Y esta dinámica, que a todos nos parece normal, es, en el fondo, la demostración más fehaciente de lo pervertido que está el servicio público. Conjugo el verbo pervertir en su segunda acepción: perturbar el orden natural de una cosa, porque es eso precisamente lo que han conseguido nuestros políticos profesionales al concebir su tarea de servicio como un modo de vida, como si fuesen médicos que pasan del consultorio a la clínica, ingenieros que pasan de una empresa a otra, futbolistas que pasan de un equipo a otro durante toda su vida. 

Sobre esa concepción, manifestada en gente que se aferra al poder porque fuera de él no puede educar a sus hijos, hacer el mercado, pagar las cuentas, comprar su ropa, irse de vacaciones, es que se construye el tráfico de conciencias, la indolencia, la corrupción, el olvido de las ideologías, la imposición del pragmatismo salvaje, la incapacidad de pensar primero en el pueblo que dicen representar.

Algunos de los más consuetudinarios profesionales de la política afirman que esa anomalía se cura nombrando en los cargos del Estado a los llamados “tecnócratas”, que son, según las buenas lenguas, personas ajenas a la política, en virtud de que no participan en procesos electorales.
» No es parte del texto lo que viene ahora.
//! Low-precision solar theory (mean elements plus equation of centre).

use crate::math::{normalize_degrees_360, polynomial};

/// Kilometres per astronomical unit.
pub(crate) const AU_KM: f64 = 149_597_870.7;

/// Geometric geocentric ecliptic coordinates of the Sun, referred to the mean equinox of date.
#[derive(Copy, Clone, Debug)]
pub(crate) struct SolarEcliptic {
    /// True geometric longitude in degrees
    pub longitude: f64,
    /// Earth-Sun distance in AU
    pub distance_au: f64,
}

/// Sun's geometric longitude and radius vector at `julian_century` (TT).
pub(crate) fn solar_ecliptic(julian_century: f64) -> SolarEcliptic {
    let t = julian_century;
    let mean_longitude = polynomial(&[280.466_46, 36_000.769_83, 0.000_303_2], t);
    let mean_anomaly = polynomial(&[357.529_11, 35_999.050_29, -0.000_153_7], t);
    let eccentricity = polynomial(&[0.016_708_634, -0.000_042_037, -0.000_000_126_7], t);

    let m = mean_anomaly.to_radians();
    let equation_of_centre = m.sin() * polynomial(&[1.914_602, -0.004_817, -0.000_014], t)
        + (2.0 * m).sin() * (0.019_993 - 0.000_101 * t)
        + (3.0 * m).sin() * 0.000_289;

    let true_anomaly = (mean_anomaly + equation_of_centre).to_radians();
    let distance_au = 1.000_001_018 * (1.0 - eccentricity * eccentricity) / (1.0 + eccentricity * true_anomaly.cos());

    SolarEcliptic {
        longitude: normalize_degrees_360(mean_longitude + equation_of_centre),
        distance_au,
    }
}

#[cfg(test)]
mod tests {
    use super::*;

    #[test]
    fn meeus_example_25a() {
        // 1992 October 13.0 TD
        let t = -0.072_183_436;
        let sun = solar_ecliptic(t);
        assert!((sun.longitude - 199.909_88).abs() < 1e-3, "longitude {}", sun.longitude);
        assert!((sun.distance_au - 0.997_66).abs() < 1e-4, "distance {}", sun.distance_au);
    }

    #[test]
    fn perihelion_and_aphelion_distances() {
        // Early January and early July 2020
        let january = solar_ecliptic(7_308.5 / 36_525.0);
        let july = solar_ecliptic(7_490.5 / 36_525.0);
        assert!(january.distance_au < 0.984);
        assert!(july.distance_au > 1.016);
    }
}
use std::collections::BTreeSet;
use std::fmt;
use std::str::FromStr;

use chrono::DateTime;
use chrono_tz::Tz;

use crate::CalculationError;

/// An observer on the Earth's surface at sea level.
///
/// Latitude is in degrees north (-90 to 90) and longitude in degrees east (-180 to 180).
#[derive(Copy, Clone, Debug, PartialEq)]
#[cfg_attr(feature = "serde", derive(serde::Serialize, serde::Deserialize))]
pub struct Location {
    latitude: f64,
    longitude: f64,
}

impl Location {
    /// Creates a location, validating both coordinates.
    ///
    /// # Errors
    ///
    /// Returns [`CalculationError::LatitudeOutOfRange`] or
    /// [`CalculationError::LongitudeOutOfRange`] for coordinates outside their range
    /// (including NaN).
    ///
    /// # Example
    ///
    /// ```
    /// use sun_moon::Location;
    ///
    /// let ithaca = Location::new(42.431964, -76.501656).unwrap();
    /// assert!(!ithaca.is_polar());
    /// assert!(Location::new(91.0, 0.0).is_err());
    /// ```
    pub fn new(latitude: f64, longitude: f64) -> Result<Self, CalculationError> {
        if !(-90.0..=90.0).contains(&latitude) {
            return Err(CalculationError::LatitudeOutOfRange);
        }
        if !(-180.0..=180.0).contains(&longitude) {
            return Err(CalculationError::LongitudeOutOfRange);
        }
        Ok(Self { latitude, longitude })
    }

    pub fn latitude(&self) -> f64 {
        self.latitude
    }

    pub fn longitude(&self) -> f64 {
        self.longitude
    }

    /// True exactly at either geographic pole, where solar days are undefined.
    pub fn is_polar(&self) -> bool {
        self.latitude.abs() == 90.0
    }
}

/// The ten named solar events: eight twilight boundaries and two meridian transits.
#[derive(Copy, Clone, Debug, PartialEq, Eq, PartialOrd, Ord, Hash)]
#[cfg_attr(feature = "serde", derive(serde::Serialize, serde::Deserialize))]
pub enum EventName {
    SolarMidnight,
    AstronomicalDawn,
    NauticalDawn,
    CivilDawn,
    Sunrise,
    SolarNoon,
    Sunset,
    CivilDusk,
    NauticalDusk,
    AstronomicalDusk,
}

impl EventName {
    pub const ALL: [EventName; 10] = [
        EventName::SolarMidnight,
        EventName::AstronomicalDawn,
        EventName::NauticalDawn,
        EventName::CivilDawn,
        EventName::Sunrise,
        EventName::SolarNoon,
        EventName::Sunset,
        EventName::CivilDusk,
        EventName::NauticalDusk,
        EventName::AstronomicalDusk,
    ];

    /// Canonical display name, e.g. `"Civil Dawn"`.
    pub fn as_str(self) -> &'static str {
        match self {
            EventName::SolarMidnight => "Solar Midnight",
            EventName::AstronomicalDawn => "Astronomical Dawn",
            EventName::NauticalDawn => "Nautical Dawn",
            EventName::CivilDawn => "Civil Dawn",
            EventName::Sunrise => "Sunrise",
            EventName::SolarNoon => "Solar Noon",
            EventName::Sunset => "Sunset",
            EventName::CivilDusk => "Civil Dusk",
            EventName::NauticalDusk => "Nautical Dusk",
            EventName::AstronomicalDusk => "Astronomical Dusk",
        }
    }

    /// Solar Noon or Solar Midnight.
    pub fn is_transit(self) -> bool {
        matches!(self, EventName::SolarNoon | EventName::SolarMidnight)
    }

    /// Dawn events and sunrise.
    pub fn is_morning(self) -> bool {
        matches!(
            self,
            EventName::AstronomicalDawn | EventName::NauticalDawn | EventName::CivilDawn | EventName::Sunrise
        )
    }

    /// Sunset and dusk events.
    pub fn is_evening(self) -> bool {
        matches!(
            self,
            EventName::Sunset | EventName::CivilDusk | EventName::NauticalDusk | EventName::AstronomicalDusk
        )
    }
}

impl fmt::Display for EventName {
    fn fmt(&self, f: &mut fmt::Formatter<'_>) -> fmt::Result {
        f.pad(self.as_str())
    }
}

impl FromStr for EventName {
    type Err = CalculationError;

    fn from_str(s: &str) -> Result<Self, Self::Err> {
        EventName::ALL
            .into_iter()
            .find(|name| name.as_str() == s)
            .ok_or_else(|| CalculationError::UnknownEventName(s.to_string()))
    }
}

/// The period of the solar day an instant falls in.
#[derive(Copy, Clone, Debug, PartialEq, Eq, PartialOrd, Ord, Hash)]
#[cfg_attr(feature = "serde", derive(serde::Serialize, serde::Deserialize))]
pub enum SolarPeriod {
    Night,
    MorningAstronomicalTwilight,
    MorningNauticalTwilight,
    MorningCivilTwilight,
    Day,
    EveningCivilTwilight,
    EveningNauticalTwilight,
    EveningAstronomicalTwilight,
}

impl SolarPeriod {
    pub const ALL: [SolarPeriod; 8] = [
        SolarPeriod::Night,
        SolarPeriod::MorningAstronomicalTwilight,
        SolarPeriod::MorningNauticalTwilight,
        SolarPeriod::MorningCivilTwilight,
        SolarPeriod::Day,
        SolarPeriod::EveningCivilTwilight,
        SolarPeriod::EveningNauticalTwilight,
        SolarPeriod::EveningAstronomicalTwilight,
    ];

    pub fn as_str(self) -> &'static str {
        match self {
            SolarPeriod::Night => "Night",
            SolarPeriod::MorningAstronomicalTwilight => "Morning Astronomical Twilight",
            SolarPeriod::MorningNauticalTwilight => "Morning Nautical Twilight",
            SolarPeriod::MorningCivilTwilight => "Morning Civil Twilight",
            SolarPeriod::Day => "Day",
            SolarPeriod::EveningCivilTwilight => "Evening Civil Twilight",
            SolarPeriod::EveningNauticalTwilight => "Evening Nautical Twilight",
            SolarPeriod::EveningAstronomicalTwilight => "Evening Astronomical Twilight",
        }
    }

    /// Period for a twilight band code (0 to 4) and the direction the Sun is moving.
    pub(crate) fn from_band(band: u8, rising: bool) -> Self {
        match (band, rising) {
            (0, _) => SolarPeriod::Night,
            (1, true) => SolarPeriod::MorningAstronomicalTwilight,
            (1, false) => SolarPeriod::EveningAstronomicalTwilight,
            (2, true) => SolarPeriod::MorningNauticalTwilight,
            (2, false) => SolarPeriod::EveningNauticalTwilight,
            (3, true) => SolarPeriod::MorningCivilTwilight,
            (3, false) => SolarPeriod::EveningCivilTwilight,
            _ => SolarPeriod::Day,
        }
    }
}

impl fmt::Display for SolarPeriod {
    fn fmt(&self, f: &mut fmt::Formatter<'_>) -> fmt::Result {
        f.pad(self.as_str())
    }
}

impl FromStr for SolarPeriod {
    type Err = CalculationError;

    fn from_str(s: &str) -> Result<Self, Self::Err> {
        SolarPeriod::ALL
            .into_iter()
            .find(|period| period.as_str() == s)
            .ok_or_else(|| CalculationError::UnknownPeriodName(s.to_string()))
    }
}

/// A named solar event at a time-zone-aware instant.
///
/// Events order by time, then by name.
#[derive(Clone, Debug, PartialEq, Eq, PartialOrd, Ord, Hash)]
#[cfg_attr(feature = "serde", derive(serde::Serialize))]
pub struct Event {
    pub time: DateTime<Tz>,
    pub name: EventName,
}

impl Event {
    pub fn new(time: DateTime<Tz>, name: EventName) -> Self {
        Self { time, name }
    }

    /// The same event with its time expressed in `time_zone`.
    pub fn in_time_zone(&self, time_zone: Tz) -> Self {
        Self {
            time: self.time.with_timezone(&time_zone),
            name: self.name,
        }
    }
}

/// Selects which events a query returns.
#[derive(Clone, Debug, Default, PartialEq, Eq)]
pub enum NameFilter {
    #[default]
    All,
    One(EventName),
    Set(BTreeSet<EventName>),
}

impl NameFilter {
    /// Builds a filter from canonical event names.
    ///
    /// # Errors
    ///
    /// Returns [`CalculationError::UnknownEventName`] for the first name that is not one of
    /// the ten canonical names.
    pub fn parse<I, S>(names: I) -> Result<Self, CalculationError>
    where
        I: IntoIterator<Item = S>,
        S: AsRef<str>,
    {
        let names = names
            .into_iter()
            .map(|name| name.as_ref().parse::<EventName>())
            .collect::<Result<BTreeSet<_>, _>>()?;
        Ok(NameFilter::Set(names))
    }

    pub fn matches(&self, name: EventName) -> bool {
        match self {
            NameFilter::All => true,
            NameFilter::One(only) => *only == name,
            NameFilter::Set(names) => names.contains(&name),
        }
    }

    /// Whether any transit name can pass the filter.
    pub(crate) fn wants_transits(&self) -> bool {
        [EventName::SolarNoon, EventName::SolarMidnight]
            .into_iter()
            .any(|name| self.matches(name))
    }

    /// Whether any twilight name can pass the filter.
    pub(crate) fn wants_twilight(&self) -> bool {
        EventName::ALL
            .into_iter()
            .filter(|name| !name.is_transit())
            .any(|name| self.matches(name))
    }
}

impl From<EventName> for NameFilter {
    fn from(name: EventName) -> Self {
        NameFilter::One(name)
    }
}

impl From<BTreeSet<EventName>> for NameFilter {
    fn from(names: BTreeSet<EventName>) -> Self {
        NameFilter::Set(names)
    }
}

impl<const N: usize> From<[EventName; N]> for NameFilter {
    fn from(names: [EventName; N]) -> Self {
        NameFilter::Set(names.into_iter().collect())
    }
}
//! Bounded least-recently-used caches owned by each location context.

use std::collections::HashMap;
use std::num::NonZeroUsize;

use chrono::{DateTime, NaiveDate, Utc};
use lru::LruCache;

use crate::ephemeris::{Body, Position};
use crate::types::{Event, EventName, Location};

/// A solar day (`day == true`) or solar night of a calendar date.
#[derive(Copy, Clone, Debug, PartialEq, Eq, Hash)]
pub(crate) struct DayKey {
    pub date: NaiveDate,
    pub day: bool,
}

impl DayKey {
    pub fn new(date: NaiveDate, day: bool) -> Self {
        Self { date, day }
    }
}

/// Bit-exact latitude/longitude key for the location cache.
#[derive(Copy, Clone, Debug, PartialEq, Eq, Hash)]
pub(crate) struct LocationKey {
    latitude_bits: u64,
    longitude_bits: u64,
}

impl From<&Location> for LocationKey {
    fn from(location: &Location) -> Self {
        Self {
            latitude_bits: location.latitude().to_bits(),
            longitude_bits: location.longitude().to_bits(),
        }
    }
}

/// The four caches of a location context.
///
/// Every cached value is a pure function of its key, so an eviction only costs a
/// recomputation. Event times are stored in UTC and localised on the way out.
pub(crate) struct EventCache {
    positions: LruCache<(Body, DateTime<Utc>), Position>,
    transits: LruCache<DayKey, Vec<Event>>,
    events: LruCache<DayKey, Vec<Event>>,
    event_times: LruCache<DayKey, HashMap<EventName, DateTime<Utc>>>,
}

impl EventCache {
    pub fn new(capacity: NonZeroUsize) -> Self {
        Self {
            positions: LruCache::new(capacity),
            transits: LruCache::new(capacity),
            events: LruCache::new(capacity),
            event_times: LruCache::new(capacity),
        }
    }

    pub fn position(&mut self, body: Body, at: &DateTime<Utc>) -> Option<Position> {
        self.positions.get(&(body, *at)).copied()
    }

    pub fn put_position(&mut self, body: Body, at: DateTime<Utc>, position: Position) {
        self.positions.put((body, at), position);
    }

    pub fn transits(&mut self, key: &DayKey) -> Option<&Vec<Event>> {
        self.transits.get(key)
    }

    pub fn put_transits(&mut self, key: DayKey, transits: Vec<Event>) {
        self.transits.put(key, transits);
    }

    pub fn events(&mut self, key: &DayKey) -> Option<&Vec<Event>> {
        self.events.get(key)
    }

    pub fn put_events(&mut self, key: DayKey, events: Vec<Event>) {
        self.events.put(key, events);
    }

    pub fn event_times(&mut self, key: &DayKey) -> Option<&HashMap<EventName, DateTime<Utc>>> {
        self.event_times.get(key)
    }

    pub fn put_event_times(&mut self, key: DayKey, times: HashMap<EventName, DateTime<Utc>>) {
        self.event_times.put(key, times);
    }

    /// Entries currently held, as (positions, transits, events, event times).
    #[cfg(test)]
    pub fn lens(&self) -> (usize, usize, usize, usize) {
        (
            self.positions.len(),
            self.transits.len(),
            self.events.len(),
            self.event_times.len(),
        )
    }
}

#[cfg(test)]
mod tests {
    #![allow(clippy::unwrap_used)]
    use super::*;
    use chrono::TimeZone;

    fn position(altitude: f64) -> Position {
        Position {
            altitude,
            azimuth: 0.0,
            distance: 1.0,
        }
    }

    #[test]
    fn evicts_least_recently_used_positions() {
        let mut cache = EventCache::new(NonZeroUsize::new(2).unwrap());
        let t0 = Utc.with_ymd_and_hms(2020, 10, 1, 0, 0, 0).unwrap();
        let t1 = Utc.with_ymd_and_hms(2020, 10, 1, 1, 0, 0).unwrap();
        let t2 = Utc.with_ymd_and_hms(2020, 10, 1, 2, 0, 0).unwrap();

        cache.put_position(Body::Sun, t0, position(0.0));
        cache.put_position(Body::Sun, t1, position(1.0));
        // Touch t0 so t1 becomes the eviction candidate.
        assert!(cache.position(Body::Sun, &t0).is_some());
        cache.put_position(Body::Sun, t2, position(2.0));

        assert!(cache.position(Body::Sun, &t1).is_none());
        assert_eq!(cache.position(Body::Sun, &t0), Some(position(0.0)));
        assert_eq!(cache.position(Body::Sun, &t2), Some(position(2.0)));
        assert!(cache.position(Body::Moon, &t2).is_none());
    }

    #[test]
    fn day_and_night_keys_are_distinct() {
        let mut cache = EventCache::new(NonZeroUsize::new(4).unwrap());
        let date = NaiveDate::from_ymd_opt(2020, 10, 1).unwrap();
        cache.put_events(DayKey::new(date, true), Vec::new());
        assert!(cache.events(&DayKey::new(date, true)).is_some());
        assert!(cache.events(&DayKey::new(date, false)).is_none());
        assert_eq!(cache.lens(), (0, 0, 1, 0));
    }

    #[test]
    fn location_keys_compare_bits() {
        let a = Location::new(42.431964, -76.501656).unwrap();
        let b = Location::new(42.431964, -76.501656).unwrap();
        let c = Location::new(42.431965, -76.501656).unwrap();
        assert_eq!(LocationKey::from(&a), LocationKey::from(&b));
        assert_ne!(LocationKey::from(&a), LocationKey::from(&c));
    }
}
Los defensores de este remedio olvidan que el ejercicio público es en sí mismo un ejercicio político, aunque no sea electoral: los funcionarios les reportan a políticos, ejecutan planes diseñados por políticos, transan con los políticos que hacen las leyes y, además, no pueden separar, porque es imposible, sus intereses profesionales y laborales de sus actuaciones –algunas veces temporales– privadas. Los ejemplos abundan: un fiscal poderoso que ha representado a empresas y personas que eventualmente tiene que investigar, un ministro que entra y sale del ejecutivo, y mientras lo vuelven a nombrar hace negocios usando información y normas que ayudó a recabar y promover, por solo nombrar dos casos emblemáticos que padecemos hoy mismo.

Resulta penoso entender que no hay mucho que podamos hacer para revertir esta situación, y que encontrar funcionarios que vivan para la política y no de ella, es una pretensión inalcanzable, una utopía, un sueño.